De ese paisaje de claroscuros, solo se despegaron los arándanos, que pudieron aumentar el volumen exportado en forma significativa con precios sólidos durante la mayor parte de la temporada. No deja de ser llamativo que ese es uno de los pocos sectores en que la industria frutícola se ha unido para promover el desarrollo de sus exportaciones. En casi todo el resto de los rubros prima el individualismo y la falta de información sobre la producción y los mercados. Ni hablar de campañas de promoción.
A continuación, algunas de las principales tendencias que están marcando el complicado remate de la temporada frutícola 2014-2015.
Mercado helado en uva de mesa
La recuperación de la economía norteamericana se comenzó a notar en la temporada pasada en rubros como la uva de mesa y los arándanos, que encontraban en Estados Unidos un destino atractivo para buena parte de sus volúmenes.

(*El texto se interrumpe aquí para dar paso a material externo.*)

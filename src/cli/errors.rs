//! CLI-specific error types
//!
//! All CLI errors end the process with a non-zero exit code.

use std::fmt;
use std::io;

use crate::storage::StoreError;

/// CLI error codes
#[derive(Debug, Clone, PartialEq, Eq)]
pub enum CliErrorCode {
    /// Configuration file error
    ConfigError,
    /// I/O error (stdin/stdout)
    IoError,
    /// Record source could not be opened
    SourceError,
    /// Boot failed
    BootFailed,
}

impl CliErrorCode {
    /// Get the error code string
    pub fn code(&self) -> &'static str {
        match self {
            Self::ConfigError => "SALESDASH_CLI_CONFIG_ERROR",
            Self::IoError => "SALESDASH_CLI_IO_ERROR",
            Self::SourceError => "SALESDASH_CLI_SOURCE_ERROR",
            Self::BootFailed => "SALESDASH_CLI_BOOT_FAILED",
        }
    }
}

/// CLI error
#[derive(Debug)]
pub struct CliError {
    code: CliErrorCode,
    message: String,
}

impl CliError {
    /// Create a new CLI error
    pub fn new(code: CliErrorCode, message: impl Into<String>) -> Self {
        Self {
            code,
            message: message.into(),
        }
    }

    /// Config error
    pub fn config_error(msg: impl Into<String>) -> Self {
        Self::new(CliErrorCode::ConfigError, msg)
    }

    /// I/O error
    pub fn io_error(msg: impl Into<String>) -> Self {
        Self::new(CliErrorCode::IoError, msg)
    }

    /// Source error
    pub fn source_error(msg: impl Into<String>) -> Self {
        Self::new(CliErrorCode::SourceError, msg)
    }

    /// Boot failed
    pub fn boot_failed(msg: impl Into<String>) -> Self {
        Self::new(CliErrorCode::BootFailed, msg)
    }

    /// Get the error code
    pub fn code(&self) -> &CliErrorCode {
        &self.code
    }

    /// Get the error message
    pub fn message(&self) -> &str {
        &self.message
    }
}

impl fmt::Display for CliError {
    fn fmt(&self, f: &mut fmt::Formatter<'_>) -> fmt::Result {
        write!(f, "{}: {}", self.code.code(), self.message)
    }
}

impl std::error::Error for CliError {}

impl From<io::Error> for CliError {
    fn from(e: io::Error) -> Self {
        Self::io_error(e.to_string())
    }
}

impl From<serde_json::Error> for CliError {
    fn from(e: serde_json::Error) -> Self {
        Self::io_error(format!("JSON error: {}", e))
    }
}

impl From<StoreError> for CliError {
    fn from(e: StoreError) -> Self {
        Self::source_error(format!("{} ({})", e, e.code()))
    }
}

/// CLI result type
pub type CliResult<T> = Result<T, CliError>;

De hecho, esta temporada la uva de mesa chilena partió con precios altos y una demanda sólida. Ni siquiera los calibres más pequeños que se han apreciado este año en esa fruta hicieron mella en los valores pagados en Estados Unidos. Por lo menos, hasta que el invierno del hemisferio norte se hizo sentir fuerte con el cambio de año. Demasiado, de hecho, pues provocó demoras de cerca de diez días en los puertos de la costa Este. Además, se alargó hasta bien entrado marzo.
Los expertos han señalado que este es el invierno boreal más crudo en el último medio siglo.
Los problemas de logística hicieron que la fruta no llegara a tiempo a los consumidores estadounidenses. Los que tampoco se veían muy tentados a salir de sus casas con los fríos polares. Adicionalmente, el paro durante febrero de los trabajadores del puerto de Los Ángeles, que es el punto de entrada para la fruta chilena en la costa oeste, aumentó aun más la oferta en los puertos de la costa Este.
La ley de la oferta y la demanda funcionó con todo su peso.
“A medida que avanzó la temporada, los recibidores comenzaron a ser más selectivos. No quieren calibres pequeños y están atentos a la condición de poscosecha de la uva”, afirma Manuel José Alcaíno, presidente de Decofrut.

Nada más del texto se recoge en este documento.